Give the number of lines below that contain "args", with no other output.

--- THE DATA Enclosed Below ---

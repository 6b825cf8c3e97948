// SPDX-License-Identifier: GPL-3.0-or-later

//!
//! The GridView playback demo
//!
//! Animates the cursor through a date range the way the viewer does and
//! prints the heatmap frame request each cursor change would trigger.
//!

use chrono::NaiveDate;
use clap::Parser;
use grid_view_core::{FrameKey, HeatmapParameter};
use grid_view_temporal::{TemporalConfig, TemporalEvent, TemporalRangeController};
use simplelog::{
    ColorChoice, CombinedLogger, ConfigBuilder, LevelFilter, TermLogger, TerminalMode,
};
use std::sync::mpsc;

#[macro_use]
extern crate log;
extern crate simplelog;

/// Entry point for the playback demo
fn main() {
    let args = Cli::parse();

    // Setup logging
    let config_log = ConfigBuilder::new().add_filter_allow_str("grid_view").build();

    CombinedLogger::init(vec![TermLogger::new(
        LevelFilter::Info,
        config_log,
        TerminalMode::Mixed,
        ColorChoice::Auto,
    )])
    .unwrap();

    // The runtime that drives the playback timer
    let rt = tokio::runtime::Runtime::new().expect("Unable to create Runtime");
    let _enter = rt.enter();

    // Build the controller over the requested range
    let config = TemporalConfig {
        min_date: args.start,
        max_date: args.end,
        interval_ms: args.interval_ms,
    };
    let controller = match TemporalRangeController::shared(config) {
        Ok(controller) => controller,
        Err(error) => {
            eprintln!("Error: {error}");
            std::process::exit(1);
        }
    };

    // Forward each cursor move out of the subscriber, the way the heatmap
    // store would turn it into a fetch
    let (sender, receiver) = mpsc::channel();
    let parameter = args.parameter;
    controller.lock().unwrap().subscribe(move |event| {
        if let TemporalEvent::CursorMoved { cursor } = event {
            let _ = sender.send(FrameKey::new(parameter, *cursor));
        }
    });

    let frames = match args.frames {
        Some(frames) => frames,
        None => controller.lock().unwrap().frames().len(),
    };

    // The first frame is the range start, shown before playback begins
    println!("{}", FrameKey::new(parameter, args.start).cache_key());

    info!("Playing {frames} frames at {}ms per frame", args.interval_ms);
    controller.lock().unwrap().play();

    for _ in 0..frames.saturating_sub(1) {
        match receiver.recv() {
            Ok(key) => println!("{}", key.cache_key()),
            Err(_) => break,
        }
    }

    controller.lock().unwrap().pause();
    info!("Done");
}

/// GridView playback demo CLI args using [clap]
#[derive(Parser, Debug)]
#[command(
    version,
    about = "Animate a date range and print the heatmap frames it visits",
    after_help = "This is intended for exercising the temporal controller without the viewer UI"
)]
pub struct Cli {
    /// First day of the range (YYYY-MM-DD)
    #[arg(long, default_value = "2020-07-21")]
    pub start: NaiveDate,

    /// Last day of the range (YYYY-MM-DD)
    #[arg(long, default_value = "2020-07-30")]
    pub end: NaiveDate,

    /// Milliseconds per frame
    #[arg(long, default_value_t = 250)]
    pub interval_ms: u64,

    /// Weather parameter to request frames for
    #[arg(long, default_value = "temperature")]
    pub parameter: HeatmapParameter,

    /// How many frames to play before exiting (defaults to one full loop)
    #[arg(long)]
    pub frames: Option<usize>,
}
// SPDX-License-Identifier: MIT

//!
//! Frame sequences
//!

use chrono::{Days, NaiveDate};

use crate::DateRange;

/// The ordered daily frames a [`DateRange`] covers
///
/// Derived from a range on demand and never stored durably: consumers
/// recompute it whenever the range changes.  Used for rendering slider tick
/// marks and for computing the next frame during playback.
#[derive(Debug, Clone, Copy, PartialEq, Eq)]
pub struct FrameSequence {
    range: DateRange,
}

impl FrameSequence {
    pub(crate) fn new(range: DateRange) -> FrameSequence {
        FrameSequence { range }
    }

    /// The range the frames were derived from
    pub fn range(&self) -> DateRange {
        self.range
    }

    /// The number of frames (one per day, counting both ends)
    pub fn len(&self) -> usize {
        self.range.num_days()
    }

    /// Always false: a range covers at least one day
    pub fn is_empty(&self) -> bool {
        false
    }

    /// The position of `date` within the sequence, if it falls inside the
    /// range
    pub fn index_of(&self, date: NaiveDate) -> Option<usize> {
        if !self.range.contains(date) {
            return None;
        }
        Some((date - self.range.start()).num_days() as usize)
    }

    /// The date at `index`, if the index is within the sequence
    pub fn date_at(&self, index: usize) -> Option<NaiveDate> {
        if index >= self.len() {
            return None;
        }
        self.range.start().checked_add_days(Days::new(index as u64))
    }

    /// The frame after `date`, wrapping to the first frame after the last
    ///
    /// Dates outside the range are clamped before advancing.  A single-day
    /// sequence wraps onto itself.
    pub fn next_wrapping(&self, date: NaiveDate) -> NaiveDate {
        let index = self.index_of(self.range.clamp(date)).unwrap_or(0);
        let next = (index + 1) % self.len();
        self.date_at(next).unwrap_or(self.range.start())
    }

    /// Iterate the frames in order, first day to last
    pub fn iter(&self) -> impl Iterator<Item = NaiveDate> {
        self.range.start().iter_days().take(self.len())
    }
}

#[cfg(test)]
mod test {
    use crate::DateRange;
    use chrono::NaiveDate;

    fn date(iso: &str) -> NaiveDate {
        iso.parse().unwrap()
    }

    fn july_range() -> DateRange {
        DateRange::new(date("2020-07-21"), date("2020-07-30")).unwrap()
    }

    #[test]
    fn len() {
        assert_eq!(july_range().frames().len(), 10);
        assert_eq!(DateRange::single_day(date("2020-07-21")).frames().len(), 1);
    }

    #[test]
    fn index_of() {
        let frames = july_range().frames();
        assert_eq!(frames.index_of(date("2020-07-21")), Some(0));
        assert_eq!(frames.index_of(date("2020-07-25")), Some(4));
        assert_eq!(frames.index_of(date("2020-07-30")), Some(9));
        assert_eq!(frames.index_of(date("2020-07-31")), None);
    }

    #[test]
    fn date_at() {
        let frames = july_range().frames();
        assert_eq!(frames.date_at(0), Some(date("2020-07-21")));
        assert_eq!(frames.date_at(9), Some(date("2020-07-30")));
        assert_eq!(frames.date_at(10), None);
    }

    #[test]
    fn next_wrapping() {
        let frames = july_range().frames();

        // Plain advance
        assert_eq!(frames.next_wrapping(date("2020-07-21")), date("2020-07-22"));

        // The last frame wraps to the first
        assert_eq!(frames.next_wrapping(date("2020-07-30")), date("2020-07-21"));

        // Out-of-range dates are clamped before advancing
        assert_eq!(frames.next_wrapping(date("2019-01-01")), date("2020-07-22"));
    }

    #[test]
    fn next_wrapping_single_day() {
        let frames = DateRange::single_day(date("2020-07-21")).frames();
        assert_eq!(frames.next_wrapping(date("2020-07-21")), date("2020-07-21"));
    }

    #[test]
    fn iter() {
        let frames = july_range().frames();
        let dates: Vec<NaiveDate> = frames.iter().collect();
        assert_eq!(dates.len(), 10);
        assert_eq!(dates.first(), Some(&date("2020-07-21")));
        assert_eq!(dates.last(), Some(&date("2020-07-30")));
    }
}
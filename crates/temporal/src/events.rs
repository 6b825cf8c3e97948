// SPDX-License-Identifier: MIT

//!
//! Controller events and snapshots
//!

use chrono::NaiveDate;
use grid_view_core::DateRange;
use serde::Serialize;

/// Identifies one subscription so it can be removed later
#[rustfmt::skip]
#[derive(derive_more::Display, Eq, PartialEq, Clone, Copy, Debug, Hash)]
pub struct SubscriptionId(u64);

impl SubscriptionId {
    pub(crate) fn new(value: u64) -> SubscriptionId {
        SubscriptionId(value)
    }
}

/// State-change notifications published to subscribers
///
/// The controller publishes these instead of fetching anything itself: the
/// heatmap store reacts to cursor changes, the slider to all of them.
#[derive(Debug, Clone, Copy, PartialEq, Eq, Serialize)]
pub enum TemporalEvent {
    /// The range was replaced; carries the cursor after clamping
    RangeChanged { range: DateRange, cursor: NaiveDate },

    /// The cursor moved, either via the slider or one playback tick
    CursorMoved { cursor: NaiveDate },

    PlaybackStarted,
    PlaybackPaused,

    /// The playback speed changed
    IntervalChanged { interval_ms: u64 },
}

/// An immutable snapshot of the full controller state
#[derive(Debug, Clone, Copy, PartialEq, Eq, Serialize)]
pub struct TemporalSnapshot {
    pub range: DateRange,
    pub cursor: NaiveDate,
    pub playing: bool,
    pub interval_ms: u64,
}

--- End of Enclosed THE DATA ---

ANSWER SPACE:
9